##### Information #####

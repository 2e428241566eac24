//! Node construction with fresh [`NodeId`]s
//!
//! The parser and tests build trees through a [`TreeBuilder`] so ids are
//! unique within a program. Nodes get an empty span unless one is given with
//! [`TreeBuilder::at`].

use std::cell::Cell;

use super::{
    BinaryOperatorKind, Binder, Expression, ExpressionKind, ExternalDeclaration,
    FunctionDefinition, Identifier, NodeId, Program, Type, TypeAlias, TypeKind,
    UnaryOperatorKind,
};
use crate::frontend::{Span, intern::InternedSymbol};

#[derive(Debug, Default)]
pub struct TreeBuilder {
    next_id: Cell<u32>,
}

impl TreeBuilder {
    pub fn new() -> Self {
        Self::default()
    }

    fn fresh_id(&self) -> NodeId {
        let id = self.next_id.get();
        self.next_id.set(id + 1);
        NodeId(id)
    }

    fn expression(&self, kind: ExpressionKind) -> Expression {
        Expression {
            id: self.fresh_id(),
            span: Span::default(),
            kind,
        }
    }

    /// Replaces the span of an already built expression
    pub fn at(&self, mut expression: Expression, span: Span) -> Expression {
        expression.span = span;
        expression
    }

    pub fn identifier(&self, name: &str) -> Identifier {
        Identifier {
            id: self.fresh_id(),
            span: Span::default(),
            symbol: InternedSymbol::new(name),
        }
    }

    pub fn binder(&self, name: &str) -> Binder {
        Binder {
            name: self.identifier(name),
            ty: None,
        }
    }

    pub fn typed_binder(&self, name: &str, ty: Type) -> Binder {
        Binder {
            name: self.identifier(name),
            ty: Some(ty),
        }
    }

    pub fn program(&self, body: Expression) -> Program {
        Program {
            type_aliases: Vec::new(),
            externals: Vec::new(),
            body,
        }
    }

    pub fn type_alias(&self, name: &str, ty: Type) -> TypeAlias {
        TypeAlias {
            id: self.fresh_id(),
            span: Span::default(),
            name: self.identifier(name),
            ty,
        }
    }

    pub fn external(&self, name: &str, ty: Type, c_name: &str) -> ExternalDeclaration {
        ExternalDeclaration {
            id: self.fresh_id(),
            span: Span::default(),
            name: self.identifier(name),
            ty,
            c_name: c_name.to_owned(),
        }
    }

    pub fn unit(&self) -> Expression {
        self.expression(ExpressionKind::Unit)
    }

    pub fn bool(&self, value: bool) -> Expression {
        self.expression(ExpressionKind::Bool(value))
    }

    pub fn int(&self, value: i64) -> Expression {
        self.expression(ExpressionKind::Int(value))
    }

    pub fn float(&self, value: f64) -> Expression {
        self.expression(ExpressionKind::Float(value))
    }

    pub fn string(&self, value: &str) -> Expression {
        self.expression(ExpressionKind::String(value.to_owned()))
    }

    pub fn var(&self, name: &str) -> Expression {
        self.expression(ExpressionKind::Variable(self.identifier(name)))
    }

    pub fn unary(&self, operator: UnaryOperatorKind, operand: Expression) -> Expression {
        self.expression(ExpressionKind::Unary {
            operator,
            operand: Box::new(operand),
        })
    }

    pub fn binary(
        &self,
        operator: BinaryOperatorKind,
        lhs: Expression,
        rhs: Expression,
    ) -> Expression {
        self.expression(ExpressionKind::Binary {
            operator,
            lhs: Box::new(lhs),
            rhs: Box::new(rhs),
        })
    }

    pub fn if_then_else(
        &self,
        condition: Expression,
        positive: Expression,
        negative: Expression,
    ) -> Expression {
        self.expression(ExpressionKind::If {
            condition: Box::new(condition),
            positive: Box::new(positive),
            negative: Box::new(negative),
        })
    }

    pub fn let_in(&self, name: &str, bound: Expression, body: Expression) -> Expression {
        self.let_binder(self.binder(name), bound, body)
    }

    pub fn let_binder(&self, binder: Binder, bound: Expression, body: Expression) -> Expression {
        self.expression(ExpressionKind::Let {
            binder,
            bound: Box::new(bound),
            body: Box::new(body),
        })
    }

    /// `first; second`, which the parser expands to `let _ = first in second`
    pub fn sequence(&self, first: Expression, second: Expression) -> Expression {
        self.let_in("_", first, second)
    }

    pub fn let_rec(
        &self,
        name: &str,
        parameters: &[&str],
        function_body: Expression,
        body: Expression,
    ) -> Expression {
        let function = FunctionDefinition {
            name: self.identifier(name),
            parameters: parameters.iter().map(|p| self.binder(p)).collect(),
            return_type: None,
            body: Box::new(function_body),
        };

        self.let_rec_definition(function, body)
    }

    pub fn let_rec_definition(&self, function: FunctionDefinition, body: Expression) -> Expression {
        self.expression(ExpressionKind::LetRec {
            function,
            body: Box::new(body),
        })
    }

    pub fn let_tuple(&self, names: &[&str], bound: Expression, body: Expression) -> Expression {
        self.expression(ExpressionKind::LetTuple {
            binders: names.iter().map(|n| self.binder(n)).collect(),
            bound: Box::new(bound),
            body: Box::new(body),
        })
    }

    pub fn apply(&self, callee: Expression, arguments: Vec<Expression>) -> Expression {
        self.expression(ExpressionKind::Apply {
            callee: Box::new(callee),
            arguments,
        })
    }

    /// Shorthand for applying a variable
    pub fn call(&self, callee: &str, arguments: Vec<Expression>) -> Expression {
        self.apply(self.var(callee), arguments)
    }

    pub fn tuple(&self, elements: Vec<Expression>) -> Expression {
        self.expression(ExpressionKind::Tuple(elements))
    }

    pub fn array_make(&self, size: Expression, element: Expression) -> Expression {
        self.expression(ExpressionKind::ArrayMake {
            size: Box::new(size),
            element: Box::new(element),
        })
    }

    pub fn array_literal(&self, elements: Vec<Expression>) -> Expression {
        self.expression(ExpressionKind::ArrayLiteral(elements))
    }

    pub fn array_length(&self, array: Expression) -> Expression {
        self.expression(ExpressionKind::ArrayLength(Box::new(array)))
    }

    pub fn array_get(&self, array: Expression, index: Expression) -> Expression {
        self.expression(ExpressionKind::ArrayGet {
            array: Box::new(array),
            index: Box::new(index),
        })
    }

    pub fn array_put(&self, array: Expression, index: Expression, value: Expression) -> Expression {
        self.expression(ExpressionKind::ArrayPut {
            array: Box::new(array),
            index: Box::new(index),
            value: Box::new(value),
        })
    }

    pub fn some(&self, element: Expression) -> Expression {
        self.expression(ExpressionKind::Some(Box::new(element)))
    }

    pub fn none(&self) -> Expression {
        self.expression(ExpressionKind::None)
    }

    pub fn match_option(
        &self,
        target: Expression,
        binder: &str,
        some_arm: Expression,
        none_arm: Expression,
    ) -> Expression {
        self.expression(ExpressionKind::Match {
            target: Box::new(target),
            binder: self.binder(binder),
            some_arm: Box::new(some_arm),
            none_arm: Box::new(none_arm),
        })
    }

    pub fn typed(&self, child: Expression, ty: Type) -> Expression {
        self.expression(ExpressionKind::Typed {
            child: Box::new(child),
            ty,
        })
    }

    fn ty(&self, kind: TypeKind) -> Type {
        Type {
            id: self.fresh_id(),
            span: Span::default(),
            kind,
        }
    }

    pub fn ty_infer(&self) -> Type {
        self.ty(TypeKind::Infer)
    }

    pub fn ty_named(&self, name: &str) -> Type {
        self.ty(TypeKind::Named(self.identifier(name)))
    }

    pub fn ty_constructor(&self, name: &str, arguments: Vec<Type>) -> Type {
        self.ty(TypeKind::Constructor {
            name: self.identifier(name),
            arguments,
        })
    }

    pub fn ty_tuple(&self, elements: Vec<Type>) -> Type {
        self.ty(TypeKind::Tuple(elements))
    }

    pub fn ty_function(&self, parameters: Vec<Type>, return_type: Type) -> Type {
        self.ty(TypeKind::Function {
            parameters,
            return_type: Box::new(return_type),
        })
    }
}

#####

Task requirements -
Transcribe the data above in its entirety, exactly.

Output for this task -
repository 2e428241566eac24
//! Node construction with fresh [`NodeId`]s
//!
//! The parser and tests build trees through a [`TreeBuilder`] so ids are
//! unique within a program. Nodes get an empty span unless one is given with
//! [`TreeBuilder::at`].

use std::cell::Cell;

use super::{
    BinaryOperatorKind, Binder, Expression, ExpressionKind, ExternalDeclaration,
    FunctionDefinition, Identifier, NodeId, Program, Type, TypeAlias, TypeKind,
    UnaryOperatorKind,
};
use crate::frontend::{Span, intern::InternedSymbol};

#[derive(Debug, Default)]
pub struct TreeBuilder {
    next_id: Cell<u32>,
}

impl TreeBuilder {
    pub fn new() -> Self {
        Self::default()
    }

    fn fresh_id(&self) -> NodeId {
        let id = self.next_id.get();
        self.next_id.set(id + 1);
        NodeId(id)
    }

    fn expression(&self, kind: ExpressionKind) -> Expression {
        Expression {
            id: self.fresh_id(),
            span: Span::default(),
            kind,
        }
    }

    /// Replaces the span of an already built expression
    pub fn at(&self, mut expression: Expression, span: Span) -> Expression {
        expression.span = span;
        expression
    }

    pub fn identifier(&self, name: &str) -> Identifier {
        Identifier {
            id: self.fresh_id(),
            span: Span::default(),
            symbol: InternedSymbol::new(name),
        }
    }

    pub fn binder(&self, name: &str) -> Binder {
        Binder {
            name: self.identifier(name),
            ty: None,
        }
    }

    pub fn typed_binder(&self, name: &str, ty: Type) -> Binder {
        Binder {
            name: self.identifier(name),
            ty: Some(ty),
        }
    }

    pub fn program(&self, body: Expression) -> Program {
        Program {
            type_aliases: Vec::new(),
            externals: Vec::new(),
            body,
        }
    }

    pub fn type_alias(&self, name: &str, ty: Type) -> TypeAlias {
        TypeAlias {
            id: self.fresh_id(),
            span: Span::default(),
            name: self.identifier(name),
            ty,
        }
    }

    pub fn external(&self, name: &str, ty: Type, c_name: &str) -> ExternalDeclaration {
        ExternalDeclaration {
            id: self.fresh_id(),
            span: Span::default(),
            name: self.identifier(name),
            ty,
            c_name: c_name.to_owned(),
        }
    }

    pub fn unit(&self) -> Expression {
        self.expression(ExpressionKind::Unit)
    }

    pub fn bool(&self, value: bool) -> Expression {
        self.expression(ExpressionKind::Bool(value))
    }

    pub fn int(&self, value: i64) -> Expression {
        self.expression(ExpressionKind::Int(value))
    }

    pub fn float(&self, value: f64) -> Expression {
        self.expression(ExpressionKind::Float(value))
    }

    pub fn string(&self, value: &str) -> Expression {
        self.expression(ExpressionKind::String(value.to_owned()))
    }

    pub fn var(&self, name: &str) -> Expression {
        self.expression(ExpressionKind::Variable(self.identifier(name)))
    }

    pub fn unary(&self, operator: UnaryOperatorKind, operand: Expression) -> Expression {
        self.expression(ExpressionKind::Unary {
            operator,
            operand: Box::new(operand),
        })
    }

    pub fn binary(
        &self,
        operator: BinaryOperatorKind,
        lhs: Expression,
        rhs: Expression,
    ) -> Expression {
        self.expression(ExpressionKind::Binary {
            operator,
            lhs: Box::new(lhs),
            rhs: Box::new(rhs),
        })
    }

    pub fn if_then_else(
        &self,
        condition: Expression,
        positive: Expression,
        negative: Expression,
    ) -> Expression {
        self.expression(ExpressionKind::If {
            condition: Box::new(condition),
            positive: Box::new(positive),
            negative: Box::new(negative),
        })
    }

    pub fn let_in(&self, name: &str, bound: Expression, body: Expression) -> Expression {
        self.let_binder(self.binder(name), bound, body)
    }

    pub fn let_binder(&self, binder: Binder, bound: Expression, body: Expression) -> Expression {
        self.expression(ExpressionKind::Let {
            binder,
            bound: Box::new(bound),
            body: Box::new(body),
        })
    }

    /// `first; second`, which the parser expands to `let _ = first in second`
    pub fn sequence(&self, first: Expression, second: Expression) -> Expression {
        self.let_in("_", first, second)
    }

    pub fn let_rec(
        &self,
        name: &str,
        parameters: &[&str],
        function_body: Expression,
        body: Expression,
    ) -> Expression {
        let function = FunctionDefinition {
            name: self.identifier(name),
            parameters: parameters.iter().map(|p| self.binder(p)).collect(),
            return_type: None,
            body: Box::new(function_body),
        };

        self.let_rec_definition(function, body)
    }

    pub fn let_rec_definition(&self, function: FunctionDefinition, body: Expression) -> Expression {
        self.expression(ExpressionKind::LetRec {
            function,
            body: Box::new(body),
        })
    }

    pub fn let_tuple(&self, names: &[&str], bound: Expression, body: Expression) -> Expression {
        self.expression(ExpressionKind::LetTuple {
            binders: names.iter().map(|n| self.binder(n)).collect(),
            bound: Box::new(bound),
            body: Box::new(body),
        })
    }

    pub fn apply(&self, callee: Expression, arguments: Vec<Expression>) -> Expression {
        self.expression(ExpressionKind::Apply {
            callee: Box::new(callee),
            arguments,
        })
    }

    /// Shorthand for applying a variable
    pub fn call(&self, callee: &str, arguments: Vec<Expression>) -> Expression {
        self.apply(self.var(callee), arguments)
    }

    pub fn tuple(&self, elements: Vec<Expression>) -> Expression {
        self.expression(ExpressionKind::Tuple(elements))
    }

    pub fn array_make(&self, size: Expression, element: Expression) -> Expression {
        self.expression(ExpressionKind::ArrayMake {
            size: Box::new(size),
            element: Box::new(element),
        })
    }

    pub fn array_literal(&self, elements: Vec<Expression>) -> Expression {
        self.expression(ExpressionKind::ArrayLiteral(elements))
    }

    pub fn array_length(&self, array: Expression) -> Expression {
        self.expression(ExpressionKind::ArrayLength(Box::new(array)))
    }

    pub fn array_get(&self, array: Expression, index: Expression) -> Expression {
        self.expression(ExpressionKind::ArrayGet {
            array: Box::new(array),
            index: Box::new(index),
        })
    }

    pub fn array_put(&self, array: Expression, index: Expression, value: Expression) -> Expression {
        self.expression(ExpressionKind::ArrayPut {
            array: Box::new(array),
            index: Box::new(index),
            value: Box::new(value),
        })
    }

    pub fn some(&self, element: Expression) -> Expression {
        self.expression(ExpressionKind::Some(Box::new(element)))
    }

    pub fn none(&self) -> Expression {
        self.expression(ExpressionKind::None)
    }

    pub fn match_option(
        &self,
        target: Expression,
        binder: &str,
        some_arm: Expression,
        none_arm: Expression,
    ) -> Expression {
        self.expression(ExpressionKind::Match {
            target: Box::new(target),
            binder: self.binder(binder),
            some_arm: Box::new(some_arm),
            none_arm: Box::new(none_arm),
        })
    }

    pub fn typed(&self, child: Expression, ty: Type) -> Expression {
        self.expression(ExpressionKind::Typed {
            child: Box::new(child),
            ty,
        })
    }

    fn ty(&self, kind: TypeKind) -> Type {
        Type {
            id: self.fresh_id(),
            span: Span::default(),
            kind,
        }
    }

    pub fn ty_infer(&self) -> Type {
        self.ty(TypeKind::Infer)
    }

    pub fn ty_named(&self, name: &str) -> Type {
        self.ty(TypeKind::Named(self.identifier(name)))
    }

    pub fn ty_constructor(&self, name: &str, arguments: Vec<Type>) -> Type {
        self.ty(TypeKind::Constructor {
            name: self.identifier(name),
            arguments,
        })
    }

    pub fn ty_tuple(&self, elements: Vec<Type>) -> Type {
        self.ty(TypeKind::Tuple(elements))
    }

    pub fn ty_function(&self, parameters: Vec<Type>, return_type: Type) -> Type {
        self.ty(TypeKind::Function {
            parameters,
            return_type: Box::new(return_type),
        })
    }
}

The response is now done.